なお、国会議員で旧姓やペンネーム(タレント時代などの芸名や、わかりやすく一部をひらがなにする)などにしてある場合、国務大臣に任命される際には戸籍に登録されている本名で任命を受け、連署・署名など国務大臣として行う場合は本名でなくてはならない。

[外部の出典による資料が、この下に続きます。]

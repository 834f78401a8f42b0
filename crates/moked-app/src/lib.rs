//! Support chat widget — WASM entry point.
//!
//! This crate is the composition root (DI wiring layer).
//! It assembles the browser adapters and hands them to the egui UI.

mod app;

use wasm_bindgen::prelude::*;
use wasm_bindgen::JsCast;

/// WASM entry point — called from index.html
#[wasm_bindgen(start)]
pub async fn main() {
    // Initialize logging
    wasm_logger::init(wasm_logger::Config::default());
    log::info!("Support widget WASM starting...");

    // Launch the egui application
    let web_options = eframe::WebOptions::default();

    // Get the canvas element by ID
    let document = web_sys::window()
        .expect("No window")
        .document()
        .expect("No document");
    let canvas = document
        .get_element_by_id("moked_canvas")
        .expect("No canvas element with id 'moked_canvas'")
        .dyn_into::<web_sys::HtmlCanvasElement>()
        .expect("Element is not a canvas");

    wasm_bindgen_futures::spawn_local(async move {
        eframe::WebRunner::new()
            .start(
                canvas,
                web_options,
                Box::new(|cc| Ok(Box::new(app::WidgetApp::new(cc)))),
            )
            .await
            .expect("Failed to start eframe");
    });
}
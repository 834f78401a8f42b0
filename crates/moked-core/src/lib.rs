pub mod ports;
pub mod event_bus;
pub mod identity;
pub mod followups;
pub mod controller;

#[cfg(test)]
mod tests;
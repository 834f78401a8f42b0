use axum::http::StatusCode;
use axum::response::{IntoResponse, Response};
use axum::Json;
use thiserror::Error;

use moked_types::protocol::ErrorBody;

/// Failures inside the agent loop or its upstream calls.
#[derive(Debug, Error)]
pub enum AgentError {
    #[error("completions request failed: {0}")]
    Llm(String),
    #[error("network error: {0}")]
    Network(String),
    #[error("malformed upstream payload: {0}")]
    Decode(String),
}

/// Unified API error type for all route handlers.
#[derive(Debug)]
pub enum ApiError {
    /// Malformed request from the client.
    BadRequest(String),
    /// Server-side misconfiguration (missing credentials). The message is
    /// intentionally actionable; this surface is operator-facing.
    Config(String),
    /// Anything that failed after the request was accepted.
    Internal(String),
}

impl IntoResponse for ApiError {
    fn into_response(self) -> Response {
        let (status, body) = match self {
            ApiError::BadRequest(msg) => (
                StatusCode::BAD_REQUEST,
                ErrorBody {
                    error: msg,
                    details: None,
                },
            ),
            ApiError::Config(msg) => {
                tracing::error!("configuration error: {msg}");
                (
                    StatusCode::INTERNAL_SERVER_ERROR,
                    ErrorBody {
                        error: msg,
                        details: None,
                    },
                )
            }
            ApiError::Internal(msg) => {
                tracing::error!("internal error: {msg}");
                (
                    StatusCode::INTERNAL_SERVER_ERROR,
                    ErrorBody {
                        error: "Failed to process request".to_string(),
                        details: Some(msg),
                    },
                )
            }
        };

        (status, Json(body)).into_response()
    }
}

impl From<AgentError> for ApiError {
    fn from(e: AgentError) -> Self {
        ApiError::Internal(e.to_string())
    }
}
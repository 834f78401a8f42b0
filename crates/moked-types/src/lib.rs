pub mod message;
pub mod protocol;
pub mod identity;
pub mod config;
pub mod error;


pub use error::WidgetError;
pub type Result<T> = std::result::Result<T, WidgetError>;
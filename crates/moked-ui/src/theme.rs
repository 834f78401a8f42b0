//! UI theme constants — warm light palette with an orange accent.

use egui::{Color32, CornerRadius, Stroke, Vec2};

pub const BG_PRIMARY: Color32 = Color32::from_rgb(250, 249, 247);
pub const BG_BUBBLE: Color32 = Color32::from_rgb(240, 239, 236);
pub const ACCENT: Color32 = Color32::from_rgb(255, 107, 53);
pub const ACCENT_SOFT: Color32 = Color32::from_rgb(255, 235, 226);
pub const TEXT_PRIMARY: Color32 = Color32::from_rgb(35, 35, 40);
pub const TEXT_SECONDARY: Color32 = Color32::from_rgb(125, 125, 133);
pub const TEXT_ON_ACCENT: Color32 = Color32::WHITE;
pub const ONLINE: Color32 = Color32::from_rgb(34, 197, 94);

pub const BUBBLE_ROUNDING: CornerRadius = CornerRadius::same(12);
pub const CHIP_ROUNDING: CornerRadius = CornerRadius::same(14);
pub const PANEL_PADDING: Vec2 = Vec2::new(12.0, 10.0);

/// Apply the light theme to an egui context
pub fn apply_theme(ctx: &egui::Context) {
    let mut style = (*ctx.style()).clone();

    style.visuals.dark_mode = false;
    style.visuals.panel_fill = BG_PRIMARY;
    style.visuals.window_fill = BG_PRIMARY;
    style.visuals.extreme_bg_color = Color32::WHITE;
    style.visuals.override_text_color = Some(TEXT_PRIMARY);

    style.visuals.widgets.inactive.bg_fill = BG_BUBBLE;
    style.visuals.widgets.inactive.fg_stroke = Stroke::new(1.0, TEXT_SECONDARY);
    style.visuals.widgets.hovered.bg_fill = ACCENT_SOFT;
    style.visuals.widgets.hovered.fg_stroke = Stroke::new(1.0, TEXT_PRIMARY);
    style.visuals.widgets.active.bg_fill = ACCENT;
    style.visuals.widgets.active.fg_stroke = Stroke::new(1.0, TEXT_ON_ACCENT);

    style.visuals.selection.bg_fill = ACCENT.linear_multiply(0.4);
    style.visuals.selection.stroke = Stroke::new(1.0, ACCENT);

    style.spacing.item_spacing = Vec2::new(8.0, 6.0);

    ctx.set_style(style);
}
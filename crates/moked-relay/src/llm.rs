//! OpenAI-compatible chat completions client, streaming via SSE.
//!
//! Speaks the `POST /v1/chat/completions` protocol with `stream: true` and
//! parses the `data: {...}` frames into [`CompletionEvent`]s. Tool-call
//! fragments arrive interleaved and indexed; assembling them into whole
//! calls is the agent loop's job.

use futures::stream::BoxStream;
use futures::StreamExt;
use serde::Deserialize;
use serde_json::{json, Value};

use crate::config::RelayConfig;
use crate::error::AgentError;

/// One parsed event from the completions stream.
#[derive(Debug, Clone, PartialEq, Eq)]
pub enum CompletionEvent {
    /// A fragment of assistant text.
    Delta(String),
    /// A fragment of a tool call. `id` and `name` arrive on the first
    /// fragment for a given index; `arguments` accumulates across fragments.
    ToolCallDelta {
        index: usize,
        id: Option<String>,
        name: Option<String>,
        arguments: String,
    },
    /// The `[DONE]` sentinel.
    Done,
}

#[derive(Clone)]
pub struct CompletionsClient {
    http: reqwest::Client,
    api_base: String,
    api_key: String,
    model: String,
}

impl CompletionsClient {
    pub fn new(config: &RelayConfig) -> Self {
        Self {
            http: reqwest::Client::new(),
            api_base: config.openai_api_base.clone(),
            api_key: config.openai_api_key.clone(),
            model: config.model.clone(),
        }
    }

    /// One streaming completions call. `messages` and `tools` are already in
    /// wire shape (the OpenAI JSON dialect).
    pub fn stream(
        &self,
        messages: Vec<Value>,
        tools: Vec<Value>,
    ) -> BoxStream<'static, Result<CompletionEvent, AgentError>> {
        let http = self.http.clone();
        let url = format!("{}/v1/chat/completions", self.api_base);
        let api_key = self.api_key.clone();
        let model = self.model.clone();

        Box::pin(async_stream::try_stream! {
            let mut body = json!({
                "model": model,
                "messages": messages,
                "stream": true,
            });
            if !tools.is_empty() {
                body["tools"] = Value::Array(tools);
            }

            let resp = http
                .post(&url)
                .bearer_auth(&api_key)
                .json(&body)
                .send()
                .await
                .map_err(|e| AgentError::Network(e.to_string()))?;

            let status = resp.status();
            if !status.is_success() {
                let text = resp.text().await.unwrap_or_default();
                Err(AgentError::Llm(format!("HTTP {status}: {text}")))?;
                return;
            }

            let mut buf: Vec<u8> = Vec::new();
            let mut bytes = resp.bytes_stream();
            while let Some(chunk) = bytes.next().await {
                let chunk = chunk.map_err(|e| AgentError::Network(e.to_string()))?;
                buf.extend_from_slice(&chunk);
                while let Some(frame) = next_frame(&mut buf) {
                    for event in parse_frame(&frame)? {
                        let done = event == CompletionEvent::Done;
                        yield event;
                        if done {
                            return;
                        }
                    }
                }
            }

            // Upstream closed without the sentinel; treat as complete.
            yield CompletionEvent::Done;
        })
    }
}

/// Pop the next complete SSE frame (terminated by a blank line) off `buf`.
fn next_frame(buf: &mut Vec<u8>) -> Option<String> {
    let pos = buf.windows(2).position(|w| w == b"\n\n")?;
    let frame: Vec<u8> = buf.drain(..pos + 2).collect();
    Some(String::from_utf8_lossy(&frame).into_owned())
}

/// Parse every `data:` line of one frame.
fn parse_frame(frame: &str) -> Result<Vec<CompletionEvent>, AgentError> {
    let mut events = Vec::new();
    for line in frame.lines() {
        let Some(payload) = line.trim_end_matches('\r').strip_prefix("data:") else {
            continue;
        };
        let payload = payload.trim();
        if payload.is_empty() {
            continue;
        }
        if payload == "[DONE]" {
            events.push(CompletionEvent::Done);
            continue;
        }
        let chunk: StreamChunk =
            serde_json::from_str(payload).map_err(|e| AgentError::Decode(e.to_string()))?;
        for choice in chunk.choices {
            if let Some(text) = choice.delta.content {
                if !text.is_empty() {
                    events.push(CompletionEvent::Delta(text));
                }
            }
            for call in choice.delta.tool_calls {
                events.push(CompletionEvent::ToolCallDelta {
                    index: call.index,
                    id: call.id,
                    name: call.function.name,
                    arguments: call.function.arguments,
                });
            }
        }
    }
    Ok(events)
}

// ─── Wire types ──────────────────────────────────────────────

#[derive(Deserialize)]
struct StreamChunk {
    #[serde(default)]
    choices: Vec<StreamChoice>,
}

#[derive(Deserialize)]
struct StreamChoice {
    #[serde(default)]
    delta: StreamDelta,
}

#[derive(Deserialize, Default)]
struct StreamDelta {
    #[serde(default)]
    content: Option<String>,
    #[serde(default)]
    tool_calls: Vec<StreamToolCall>,
}

#[derive(Deserialize)]
struct StreamToolCall {
    index: usize,
    #[serde(default)]
    id: Option<String>,
    #[serde(default)]
    function: StreamFunction,
}

#[derive(Deserialize, Default)]
struct StreamFunction {
    #[serde(default)]
    name: Option<String>,
    #[serde(default)]
    arguments: String,
}
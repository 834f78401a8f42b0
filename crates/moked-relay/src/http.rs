//! The relay's HTTP surface: `POST /api/chat` plus a health probe.

use std::sync::Arc;

use axum::body::Body;
use axum::extract::rejection::JsonRejection;
use axum::extract::State;
use axum::http::{header, HeaderMap, HeaderValue};
use axum::response::{IntoResponse, Response};
use axum::routing::{get, post};
use axum::{Json, Router};
use bytes::Bytes;
use futures::StreamExt;

use moked_types::protocol::ChatRequestBody;

use crate::agent::Agent;
use crate::config::RelayConfig;
use crate::error::ApiError;

#[derive(Clone)]
pub struct AppState {
    pub config: Arc<RelayConfig>,
    pub agent: Arc<dyn Agent>,
}

pub fn routes(state: AppState) -> Router {
    Router::new()
        .route("/api/chat", post(chat))
        .route("/health", get(health))
        .with_state(state)
}

async fn health() -> &'static str {
    "ok"
}

/// Relay one conversation turn.
///
/// Stateless: the widget resends its full transcript each time, and only
/// the last message drives the agent. `threadId`/`resourceId` are accepted
/// as correlation hints, nothing more.
async fn chat(
    State(state): State<AppState>,
    payload: Result<Json<ChatRequestBody>, JsonRejection>,
) -> Result<Response, ApiError> {
    // Config problems beat payload problems: a broken deployment should
    // say so even for a malformed probe.
    if let Some(reason) = state.config.credentials_error() {
        return Err(ApiError::Config(reason));
    }

    let Json(body) = payload.map_err(|e| ApiError::BadRequest(e.body_text()))?;
    let Some(last) = body.messages.last() else {
        return Err(ApiError::BadRequest("Messages are required".to_string()));
    };
    let question = last.content.clone();

    tracing::info!(
        thread = %body.thread_id,
        chars = question.chars().count(),
        "relaying question to agent"
    );

    let mut answer = state.agent.stream(question);

    // Peek the first fragment so setup failures still surface as a clean
    // JSON 500 instead of a truncated 200.
    let first = match answer.next().await {
        None => None,
        Some(Ok(fragment)) => Some(fragment),
        Some(Err(e)) => return Err(e.into()),
    };

    let body_stream = futures::stream::iter(first.map(Ok)).chain(answer).map(
        |item: Result<String, _>| match item {
            Ok(fragment) => Ok(Bytes::from(fragment)),
            Err(e) => {
                tracing::error!(error = %e, "agent stream failed mid-response");
                Err(std::io::Error::other(e.to_string()))
            }
        },
    );

    let mut headers = HeaderMap::new();
    headers.insert(
        header::CONTENT_TYPE,
        HeaderValue::from_static("text/plain; charset=utf-8"),
    );
    Ok((headers, Body::from_stream(body_stream)).into_response())
}
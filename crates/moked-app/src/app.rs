//! Main egui application — wires the browser adapters to the controller
//! and drives the chat panel.

use std::cell::RefCell;
use std::rc::Rc;
use std::time::Duration;

use egui::CentralPanel;
use wasm_bindgen::JsValue;

use moked_core::controller::ChatController;
use moked_core::event_bus::EventBus;
use moked_core::identity::IdentityProvider;
use moked_core::ports::KeyValueStore;
use moked_platform::storage::{BrowserStorage, UnavailableStorage};
use moked_platform::timer::BrowserTimer;
use moked_platform::transport::FetchTransport;
use moked_types::config::WidgetConfig;
use moked_ui::panels::chat;
use moked_ui::theme;

/// Optional host override: a JSON-encoded [`WidgetConfig`] assigned to
/// `window.MOKED_CONFIG` before the widget loads.
const HOST_CONFIG_GLOBAL: &str = "MOKED_CONFIG";

pub struct WidgetApp {
    controller: ChatController,
    input: chat::InputState,
    first_frame: bool,
    font_loaded: Rc<RefCell<bool>>,
}

impl WidgetApp {
    pub fn new(_cc: &eframe::CreationContext<'_>) -> Self {
        let config = host_config();

        let persistent: Rc<dyn KeyValueStore> = match BrowserStorage::local() {
            Ok(s) => Rc::new(s),
            Err(e) => {
                log::warn!("localStorage unavailable: {}", e);
                Rc::new(UnavailableStorage::new(e.to_string()))
            }
        };
        let session: Rc<dyn KeyValueStore> = match BrowserStorage::session() {
            Ok(s) => Rc::new(s),
            Err(e) => {
                log::warn!("sessionStorage unavailable: {}", e);
                Rc::new(UnavailableStorage::new(e.to_string()))
            }
        };
        let identity = IdentityProvider::new(persistent, session);

        let transport = Rc::new(FetchTransport::new(config.api_url.clone()));
        let controller = ChatController::new(
            config,
            identity,
            transport,
            Rc::new(BrowserTimer),
            EventBus::new(),
        );

        // Kick off the paced welcome sequence.
        wasm_bindgen_futures::spawn_local(controller.welcome_job().run());

        Self {
            controller,
            input: chat::InputState::default(),
            first_frame: true,
            font_loaded: Rc::new(RefCell::new(false)),
        }
    }

    /// Fetch a Hebrew-capable font from the server and install it into egui.
    fn load_hebrew_font(ctx: egui::Context, loaded_flag: Rc<RefCell<bool>>) {
        wasm_bindgen_futures::spawn_local(async move {
            let window = match web_sys::window() {
                Some(w) => w,
                None => return,
            };
            let resp = match wasm_bindgen_futures::JsFuture::from(
                window.fetch_with_str("NotoSansHebrew-Regular.ttf"),
            )
            .await
            {
                Ok(r) => r,
                Err(e) => {
                    log::warn!("Failed to fetch Hebrew font: {:?}", e);
                    return;
                }
            };
            let resp: web_sys::Response = resp.into();
            let buf = match resp.array_buffer() {
                Ok(p) => match wasm_bindgen_futures::JsFuture::from(p).await {
                    Ok(b) => b,
                    Err(_) => return,
                },
                Err(_) => return,
            };
            let uint8 = js_sys::Uint8Array::new(&buf);
            let bytes = uint8.to_vec();

            let mut fonts = egui::FontDefinitions::default();
            fonts.font_data.insert(
                "noto_sans_hebrew".to_owned(),
                egui::FontData::from_owned(bytes).into(),
            );
            fonts
                .families
                .entry(egui::FontFamily::Proportional)
                .or_default()
                .insert(0, "noto_sans_hebrew".to_owned());
            fonts
                .families
                .entry(egui::FontFamily::Monospace)
                .or_default()
                .push("noto_sans_hebrew".to_owned());

            ctx.set_fonts(fonts);
            *loaded_flag.borrow_mut() = true;
            ctx.request_repaint();
            log::info!("Hebrew font loaded");
        });
    }

    fn apply_intent(&mut self, intent: chat::ChatIntent, ctx: &egui::Context) {
        match intent {
            chat::ChatIntent::Send(text) => {
                if let Some(job) = self.controller.begin_send(&text) {
                    let ctx = ctx.clone();
                    wasm_bindgen_futures::spawn_local(async move {
                        job.run().await;
                        ctx.request_repaint();
                    });
                }
            }
            chat::ChatIntent::NewChat => {
                let job = self.controller.new_conversation();
                let ctx = ctx.clone();
                wasm_bindgen_futures::spawn_local(async move {
                    job.run().await;
                    ctx.request_repaint();
                });
            }
        }
    }
}

impl eframe::App for WidgetApp {
    fn update(&mut self, ctx: &egui::Context, _frame: &mut eframe::Frame) {
        if self.first_frame {
            theme::apply_theme(ctx);
            Self::load_hebrew_font(ctx.clone(), self.font_loaded.clone());
            self.first_frame = false;
        }

        if self.controller.pump() {
            ctx.request_repaint();
        }

        if self.controller.is_loading() {
            ctx.request_repaint();
        }

        // The welcome pacing job emits on a timer, not on user input; keep
        // frames coming so its events get applied promptly.
        if self.controller.welcome_revealed().is_some() {
            ctx.request_repaint_after(Duration::from_millis(100));
        }

        CentralPanel::default().show(ctx, |ui| {
            if let Some(intent) = chat::chat_panel(ui, &self.controller, &mut self.input) {
                self.apply_intent(intent, ctx);
            }
        });
    }
}

/// Widget configuration, with an optional JSON override from the host page.
fn host_config() -> WidgetConfig {
    let Some(window) = web_sys::window() else {
        return WidgetConfig::default();
    };
    let raw = js_sys::Reflect::get(window.as_ref(), &JsValue::from_str(HOST_CONFIG_GLOBAL))
        .ok()
        .and_then(|v| v.as_string());
    let Some(raw) = raw else {
        return WidgetConfig::default();
    };
    match serde_json::from_str(&raw) {
        Ok(config) => {
            log::info!("using host-provided widget config");
            config
        }
        Err(e) => {
            log::warn!("invalid {} JSON, using defaults: {}", HOST_CONFIG_GLOBAL, e);
            WidgetConfig::default()
        }
    }
}
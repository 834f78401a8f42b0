//! Port traits — the boundary between the session logic and the browser.
//!
//! These traits are defined here in `moked-core` (pure Rust).
//! Implementations live in `moked-platform` (browser adapters).
//! The core never imports platform code; it only depends on these traits.

use std::pin::Pin;
use std::rc::Rc;

use async_trait::async_trait;
use futures::Stream;
use moked_types::protocol::ChatRequestBody;
use moked_types::Result;

// ─── Chat transport ──────────────────────────────────────────

/// One event on the relayed answer stream.
#[derive(Debug, Clone)]
pub enum StreamEvent {
    /// Response headers arrived; fragments will follow.
    Started,
    /// A fragment of answer text.
    Delta(String),
    /// Stream exhausted normally.
    Done,
    /// The request or the stream failed. Carries a technical reason for the
    /// logs; user-facing wording is the controller's job.
    Error(String),
}

/// Cancels an in-flight request. Calling it more than once is harmless.
pub trait AbortHandle {
    fn abort(&self);
}

/// A live request: the event stream plus the handle that kills it.
pub struct ChatStream {
    pub abort: Rc<dyn AbortHandle>,
    pub events: Pin<Box<dyn Stream<Item = StreamEvent>>>,
}

/// Outbound path to the relay endpoint.
///
/// `stream_chat` must return immediately — the fetch itself happens inside
/// the returned stream, so the abort handle exists before any network I/O.
pub trait ChatTransport {
    fn stream_chat(&self, body: ChatRequestBody) -> ChatStream;
}

// ─── Timer ───────────────────────────────────────────────────

/// Cooperative delay. Backed by `gloo-timers` in the browser and by a
/// no-op in unit tests.
#[async_trait(?Send)]
pub trait Timer {
    async fn sleep_ms(&self, ms: u32);
}

// ─── Key-value storage ───────────────────────────────────────

/// Keyed string store with explicit lifecycle: one instance wraps
/// browser-lifetime storage, another wraps tab-lifetime storage.
/// Synchronous because the Web Storage API is.
pub trait KeyValueStore {
    fn get(&self, key: &str) -> Result<Option<String>>;
    fn set(&self, key: &str, value: &str) -> Result<()>;
    fn remove(&self, key: &str) -> Result<()>;

    /// Name of this backend (for logging/debug)
    fn backend_name(&self) -> &str;
}
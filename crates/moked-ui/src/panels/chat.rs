//! Chat panel — the entire widget surface: header, transcript, suggestion
//! chips, and the input row.
//!
//! Hebrew-first layout: rows run right-to-left and bubbles mirror the usual
//! chat arrangement (assistant on the right, user on the left). The panel
//! only reads controller state; anything the user does comes back as a
//! [`ChatIntent`] for the host to act on.

use egui::{self, Align, Color32, Layout, RichText, ScrollArea, Vec2};

use moked_core::controller::ChatController;
use moked_types::message::{Message, Role};

use crate::theme::*;

/// What the user asked for this frame.
#[derive(Debug, Clone, PartialEq, Eq)]
pub enum ChatIntent {
    /// Submit this text (typed, quick action, or follow-up chip).
    Send(String),
    /// Start a fresh conversation.
    NewChat,
}

/// Input field content, owned by the host across frames.
#[derive(Default)]
pub struct InputState {
    pub text: String,
}

/// Render the widget. Returns at most one intent per frame.
pub fn chat_panel(
    ui: &mut egui::Ui,
    controller: &ChatController,
    input: &mut InputState,
) -> Option<ChatIntent> {
    let mut intent = None;

    ui.vertical(|ui| {
        if let Some(i) = header(ui, controller) {
            intent = Some(i);
        }

        // Transcript takes whatever the chips and input row leave over.
        let chips_height = if controller.show_quick_actions() || controller.show_follow_ups() {
            44.0
        } else {
            0.0
        };
        let transcript_height = ui.available_height() - 52.0 - chips_height;

        egui::Frame::default()
            .fill(BG_PRIMARY)
            .inner_margin(PANEL_PADDING)
            .show(ui, |ui| {
                ScrollArea::vertical()
                    .max_height(transcript_height)
                    .auto_shrink([false, false])
                    .stick_to_bottom(true)
                    .show(ui, |ui| {
                        transcript(ui, controller);
                    });
            });

        if let Some(i) = chips(ui, controller) {
            intent = Some(i);
        }

        if let Some(i) = input_row(ui, controller, input) {
            intent = Some(i);
        }
    });

    intent
}

// ─── Header ──────────────────────────────────────────────────

fn header(ui: &mut egui::Ui, controller: &ChatController) -> Option<ChatIntent> {
    let mut intent = None;
    let texts = &controller.config().texts;

    egui::Frame::default()
        .fill(ACCENT)
        .inner_margin(PANEL_PADDING)
        .show(ui, |ui| {
            ui.with_layout(Layout::right_to_left(Align::Center), |ui| {
                ui.label(
                    RichText::new(&texts.title)
                        .color(TEXT_ON_ACCENT)
                        .strong()
                        .size(16.0),
                );
                let status = if controller.is_loading() {
                    &texts.status_typing
                } else {
                    &texts.status_online
                };
                ui.label(RichText::new("●").color(ONLINE).small());
                ui.label(RichText::new(status).color(TEXT_ON_ACCENT).small());

                ui.with_layout(Layout::left_to_right(Align::Center), |ui| {
                    let new_chat = ui.add(
                        egui::Button::new(RichText::new(&texts.new_chat).color(ACCENT).small())
                            .fill(TEXT_ON_ACCENT)
                            .corner_radius(CHIP_ROUNDING),
                    );
                    if new_chat.clicked() {
                        intent = Some(ChatIntent::NewChat);
                    }
                });
            });
        });

    intent
}

// ─── Transcript ──────────────────────────────────────────────

fn transcript(ui: &mut egui::Ui, controller: &ChatController) {
    if let Some(lines) = controller.welcome_revealed() {
        for line in lines {
            bubble(ui, Role::Assistant, line);
            ui.add_space(4.0);
        }
    }

    for message in controller.messages() {
        message_bubble(ui, message);
        ui.add_space(4.0);
    }

    if let Some(text) = controller.streaming_visible() {
        if !text.is_empty() {
            streaming_bubble(ui, text);
            ui.add_space(4.0);
        }
    }

    if controller.show_typing_indicator() {
        typing_indicator(ui, controller);
    }
}

fn message_bubble(ui: &mut egui::Ui, message: &Message) {
    bubble(ui, message.role, &message.content);
}

fn bubble(ui: &mut egui::Ui, role: Role, text: &str) {
    // RTL mirror: assistant bubbles sit on the right, user on the left.
    let (align, fill, text_color) = match role {
        Role::Assistant => (Align::Max, BG_BUBBLE, TEXT_PRIMARY),
        Role::User => (Align::Min, ACCENT, TEXT_ON_ACCENT),
    };

    ui.with_layout(Layout::top_down(align), |ui| {
        let max_width = ui.available_width() * 0.82;
        egui::Frame::default()
            .fill(fill)
            .corner_radius(BUBBLE_ROUNDING)
            .inner_margin(10.0)
            .show(ui, |ui| {
                ui.set_max_width(max_width);
                ui.label(RichText::new(text).color(text_color));
            });
    });
}

fn streaming_bubble(ui: &mut egui::Ui, text: &str) {
    ui.with_layout(Layout::top_down(Align::Max), |ui| {
        let max_width = ui.available_width() * 0.82;
        egui::Frame::default()
            .fill(BG_BUBBLE)
            .corner_radius(BUBBLE_ROUNDING)
            .inner_margin(10.0)
            .show(ui, |ui| {
                ui.set_max_width(max_width);
                ui.horizontal_wrapped(|ui| {
                    ui.label(RichText::new(text).color(TEXT_PRIMARY));
                    ui.label(RichText::new("▌").color(ACCENT).strong());
                });
            });
    });
}

fn typing_indicator(ui: &mut egui::Ui, controller: &ChatController) {
    let time = ui.input(|i| i.time);
    let dots = dot_count(time);
    let label = format!(
        "{} {}",
        controller.config().texts.thinking,
        "●".repeat(dots)
    );
    ui.with_layout(Layout::top_down(Align::Max), |ui| {
        egui::Frame::default()
            .fill(BG_BUBBLE)
            .corner_radius(BUBBLE_ROUNDING)
            .inner_margin(10.0)
            .show(ui, |ui| {
                ui.label(RichText::new(label).color(TEXT_SECONDARY).small());
            });
    });
    // Keep the dots moving even when no events arrive.
    ui.ctx()
        .request_repaint_after(std::time::Duration::from_millis(250));
}

/// 1..=3 dots, cycling roughly twice a second.
pub(crate) fn dot_count(time: f64) -> usize {
    ((time * 2.0) as usize) % 3 + 1
}

// ─── Suggestion chips ────────────────────────────────────────

fn chips(ui: &mut egui::Ui, controller: &ChatController) -> Option<ChatIntent> {
    let mut intent = None;

    if controller.show_quick_actions() {
        ui.horizontal_wrapped(|ui| {
            for action in &controller.config().quick_actions {
                let label = format!("{} {}", action.icon, action.label);
                if chip(ui, &label).clicked() {
                    intent = Some(ChatIntent::Send(action.label.clone()));
                }
            }
        });
    } else if controller.show_follow_ups() {
        ui.horizontal_wrapped(|ui| {
            for suggestion in controller.suggestions() {
                if chip(ui, suggestion).clicked() {
                    intent = Some(ChatIntent::Send(suggestion.clone()));
                }
            }
        });
    }

    intent
}

fn chip(ui: &mut egui::Ui, label: &str) -> egui::Response {
    ui.add(
        egui::Button::new(RichText::new(label).color(ACCENT).small())
            .fill(ACCENT_SOFT)
            .stroke(egui::Stroke::new(1.0, ACCENT.linear_multiply(0.5)))
            .corner_radius(CHIP_ROUNDING),
    )
}

// ─── Input row ───────────────────────────────────────────────

fn input_row(
    ui: &mut egui::Ui,
    controller: &ChatController,
    input: &mut InputState,
) -> Option<ChatIntent> {
    let mut intent = None;

    egui::Frame::default()
        .fill(Color32::WHITE)
        .inner_margin(PANEL_PADDING)
        .show(ui, |ui| {
            ui.with_layout(Layout::right_to_left(Align::Center), |ui| {
                let field = egui::TextEdit::singleline(&mut input.text)
                    .hint_text(&controller.config().texts.input_hint)
                    .desired_width(ui.available_width() - 52.0)
                    .font(egui::FontId::proportional(14.0));
                let response = ui.add(field);

                let send_enabled = !input.text.trim().is_empty() && !controller.is_loading();
                let send_btn = ui.add_enabled(
                    send_enabled,
                    egui::Button::new(RichText::new("➤").color(TEXT_ON_ACCENT))
                        .fill(if send_enabled { ACCENT } else { BG_BUBBLE })
                        .corner_radius(CHIP_ROUNDING)
                        .min_size(Vec2::new(40.0, 0.0)),
                );

                let submitted = response.lost_focus()
                    && ui.input(|i| i.key_pressed(egui::Key::Enter))
                    && send_enabled;
                if submitted || send_btn.clicked() {
                    let text = input.text.trim().to_string();
                    if !text.is_empty() {
                        intent = Some(ChatIntent::Send(text));
                        input.text.clear();
                        response.request_focus();
                    }
                }
            });
        });

    intent
}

日本国憲法第68条第2項は「内閣総理大臣は、任意に国務大臣を罷免することができる」と定める。「任意に」とは時期や理由を問わず法的には何らの制約なく、内閣総理大臣の自由裁量によって決しうることを意味する[21][22]。国務大臣の罷免の政治上・道義上の当不当は本条の問題とは別の問題である[21]。国務大臣の罷免権は任命権と同じく内閣総理大臣の専権に属する[23]。
国務大臣の任免は天皇によって認証される(日本国憲法第7条第5号)。したがって、内閣総理大臣の専権事項とされる罷免そのものの決定には閣議は不要であるが、通説によれば天皇の国事行為である認証については内閣の助言と承認を要し、閣議が必要とされる[24][23]。この場合、事の性質上、この閣議は国務大臣の罷免を妨げることはできず、罷免される国務大臣はこの内閣の助言と承認の決定に加わることができない[24][23]。
国務大臣は両議院での議席の有無にかかわらず、議案について発言するために議院に出席をすることができる。答弁または説明のために出席を求められた際は出席しなければならない(日本国憲法第63条)。この「議院」には本会議のほか委員会も含まれる[25]。ただし、憲法上、各議院には運営等について自律権が認められている(日本国憲法第58条第2項)。国務大臣の議院出席の権利は国会法および両議院規則に服するのであり、これに反しないようにしなければならない[26]。
法律および政令には国務大臣の署名と内閣総理大臣による連署を必要とする(憲法第74条)。内閣総理大臣および各省大臣は内閣法上、主任の大臣と呼ばれ、担当国務に関係する法律、政令を公布する際その末尾に国務大臣による署名と内閣総理大臣の連署を要することになる。主任の大臣以外の大臣は、連署・副署をしない。ただし、主任の大臣の誰かが外遊などで国内不在となる場合に一時的にその臨時代理を命ぜられることがあり、その際は連署・副署に名を連ねることとなる。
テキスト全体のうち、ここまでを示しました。